悠月さんの和菓子への愛が、とても伝わってくる和菓子だ。
一口食べただけで、別の世界へと連れて行ってくれるような、そんな風に感じさせてくれる素敵な和菓子だ。
「すごく……すごく美味しいです」
「そっか」
なんていうか、何もかもを忘れさせてくれるような、そんな味がする。
甘さ控えめなのに優しくて、とてもほっこりするような、そんな味がする。
「ん、この酸味……レモン、ですか?」
「お、正解。
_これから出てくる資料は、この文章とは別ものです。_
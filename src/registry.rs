//! Central resource registry
//!
//! Owns the named texture, mesh, material, and perspective collections plus
//! the session-wide caches shared by every material type. The registry is the
//! last owner standing: teardown runs in dependency order so nothing is
//! destroyed while a consumer still references it.

use crate::backend::{
    BufferDescriptor, BufferHandle, BufferUsage, GpuBackend, GpuResult, PipelineConfig,
};
use crate::material::{MaterialRef, PipelineKey, SharedPipelines};
use crate::mesh::{GpuMesh, MeshData};
use crate::perspective::Perspective;
use crate::scene::{Light, LightSetUniform};
use crate::texture::Texture;
use parking_lot::RwLock;
use std::collections::HashMap;
use std::sync::Arc;

/// Names of the textures resolved for unset material texture references
pub const DEFAULT_TEXTURE_2D: &str = "default";
pub const DEFAULT_TEXTURE_CUBE: &str = "default_cube";
pub const DEFAULT_TEXTURE_3D: &str = "default_3d";

pub struct Registry {
    textures: HashMap<String, Arc<Texture>>,
    meshes: HashMap<String, Arc<GpuMesh>>,
    materials: HashMap<String, MaterialRef>,
    lights: HashMap<String, Arc<RwLock<Light>>>,
    perspectives: HashMap<String, Arc<RwLock<Perspective>>>,
    material_types: Vec<SharedPipelines>,
    pipeline_configs: HashMap<PipelineKey, PipelineConfig>,
    light_buffer: BufferHandle,
}

impl Registry {
    /// Create the registry with its built-in content: the shared light
    /// buffer, white placeholder textures for each dimension, and the
    /// primitive meshes.
    pub fn initialize(gpu: &mut dyn GpuBackend) -> GpuResult<Self> {
        let light_buffer = gpu.create_buffer(&BufferDescriptor {
            label: Some("scene lights".to_string()),
            size: std::mem::size_of::<LightSetUniform>() as u64,
            usage: BufferUsage::UNIFORM | BufferUsage::COPY_DST,
        })?;

        let mut registry = Self {
            textures: HashMap::new(),
            meshes: HashMap::new(),
            materials: HashMap::new(),
            lights: HashMap::new(),
            perspectives: HashMap::new(),
            material_types: Vec::new(),
            pipeline_configs: HashMap::new(),
            light_buffer,
        };

        registry.register_texture(Texture::placeholder_2d(gpu, DEFAULT_TEXTURE_2D)?);
        registry.register_texture(Texture::placeholder_cube(gpu, DEFAULT_TEXTURE_CUBE)?);
        registry.register_texture(Texture::placeholder_3d(gpu, DEFAULT_TEXTURE_3D)?);

        registry.register_mesh(GpuMesh::upload(gpu, &MeshData::cube())?);
        registry.register_mesh(GpuMesh::upload(gpu, &MeshData::sphere(32, 16))?);
        registry.register_mesh(GpuMesh::upload(gpu, &MeshData::plane(1.0, 1.0, 1))?);

        log::info!("registry initialized with built-in textures and meshes");
        Ok(registry)
    }

    // Textures

    pub fn register_texture(&mut self, texture: Texture) -> Arc<Texture> {
        let texture = Arc::new(texture);
        self.textures
            .insert(texture.name.clone(), Arc::clone(&texture));
        texture
    }

    pub fn texture(&self, name: &str) -> Option<Arc<Texture>> {
        self.textures.get(name).cloned()
    }

    /// The white placeholder used when a 2D texture reference is unset
    pub fn default_texture(&self) -> Arc<Texture> {
        self.textures[DEFAULT_TEXTURE_2D].clone()
    }

    // Meshes

    pub fn register_mesh(&mut self, mesh: GpuMesh) -> Arc<GpuMesh> {
        let mesh = Arc::new(mesh);
        self.meshes.insert(mesh.name.clone(), Arc::clone(&mesh));
        mesh
    }

    pub fn mesh(&self, name: &str) -> Option<Arc<GpuMesh>> {
        self.meshes.get(name).cloned()
    }

    // Materials

    pub fn register_material(&mut self, name: &str, material: MaterialRef) -> MaterialRef {
        self.materials
            .insert(name.to_string(), Arc::clone(&material));
        material
    }

    pub fn material(&self, name: &str) -> Option<MaterialRef> {
        self.materials.get(name).cloned()
    }

    /// Every registered material, iterated each tick for uniform upload
    pub fn materials(&self) -> impl Iterator<Item = &MaterialRef> {
        self.materials.values()
    }

    // Lights

    pub fn register_light(&mut self, name: &str, light: Light) -> Arc<RwLock<Light>> {
        let light = Arc::new(RwLock::new(light));
        self.lights.insert(name.to_string(), Arc::clone(&light));
        light
    }

    pub fn light(&self, name: &str) -> Option<Arc<RwLock<Light>>> {
        self.lights.get(name).cloned()
    }

    // Perspectives

    pub fn register_perspective(&mut self, perspective: Perspective) -> Arc<RwLock<Perspective>> {
        let name = perspective.name().to_string();
        let perspective = Arc::new(RwLock::new(perspective));
        self.perspectives.insert(name, Arc::clone(&perspective));
        perspective
    }

    pub fn perspective(&self, name: &str) -> Option<Arc<RwLock<Perspective>>> {
        self.perspectives.get(name).cloned()
    }

    pub fn perspectives(&self) -> impl Iterator<Item = &Arc<RwLock<Perspective>>> {
        self.perspectives.values()
    }

    // Material types and pipeline configs

    /// Register a material type's shared caches for session-wide maintenance
    /// (pipeline refresh on surface recreation, teardown)
    pub fn register_material_type(&mut self, caches: SharedPipelines) {
        self.material_types.push(caches);
    }

    pub fn material_types(&self) -> &[SharedPipelines] {
        &self.material_types
    }

    /// Register the fixed-function config compiled for a pipeline key. Must
    /// happen before the owning material type is initialized.
    pub fn register_pipeline_config(&mut self, key: PipelineKey, config: PipelineConfig) {
        self.pipeline_configs.insert(key, config);
    }

    pub fn pipeline_config(&self, key: PipelineKey) -> Option<&PipelineConfig> {
        self.pipeline_configs.get(&key)
    }

    pub fn pipeline_configs(&self) -> &HashMap<PipelineKey, PipelineConfig> {
        &self.pipeline_configs
    }

    /// The shared light buffer bound by every lit material
    pub fn light_buffer(&self) -> BufferHandle {
        self.light_buffer
    }

    /// Tear everything down in dependency order: perspectives first (they
    /// reference pipelines and buffers), then material instances, then the
    /// per-type caches, then meshes and textures, and the light buffer last.
    /// The scene graph must already be cleared.
    pub fn cleanup(&mut self, gpu: &mut dyn GpuBackend) {
        for (_, perspective) in self.perspectives.drain() {
            perspective.write().destroy(gpu);
        }
        for (_, material) in self.materials.drain() {
            material.read().destroy(gpu);
        }
        self.lights.clear();
        for caches in self.material_types.drain(..) {
            caches.lock().destroy(gpu);
        }
        for (_, mesh) in self.meshes.drain() {
            mesh.destroy(gpu);
        }
        for (_, texture) in self.textures.drain() {
            texture.destroy(gpu);
        }
        gpu.destroy_buffer(self.light_buffer);
        self.pipeline_configs.clear();
        log::info!("registry cleaned up");
    }
}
酸味を少し出すのに、レモンを加えた。よく分かったな」
悠月さんにこうして褒めてもらえると、とても嬉しい。
やっぱり私は、悠月さんのことが好き。悠月さんの作る和菓子が、とても大好き。
「私、悠月さんの和菓子……大好きですから」
悠月さんのこういう嬉しそうに笑った顔が、本当にたまらなく大好きだ。
この笑顔を見るだけで、私は悠月さんの近くにいれるだけで、それだけで幸せだ。
「ありがとう、菜々海」
その大きな手で頭を撫でてくれる悠月さんに、私はこうしてトキめいている。
悠月さんに好きだって言ったら……悠月さんは迷惑だって思うかな?
好きの気持ちは、抑えられそうにない……。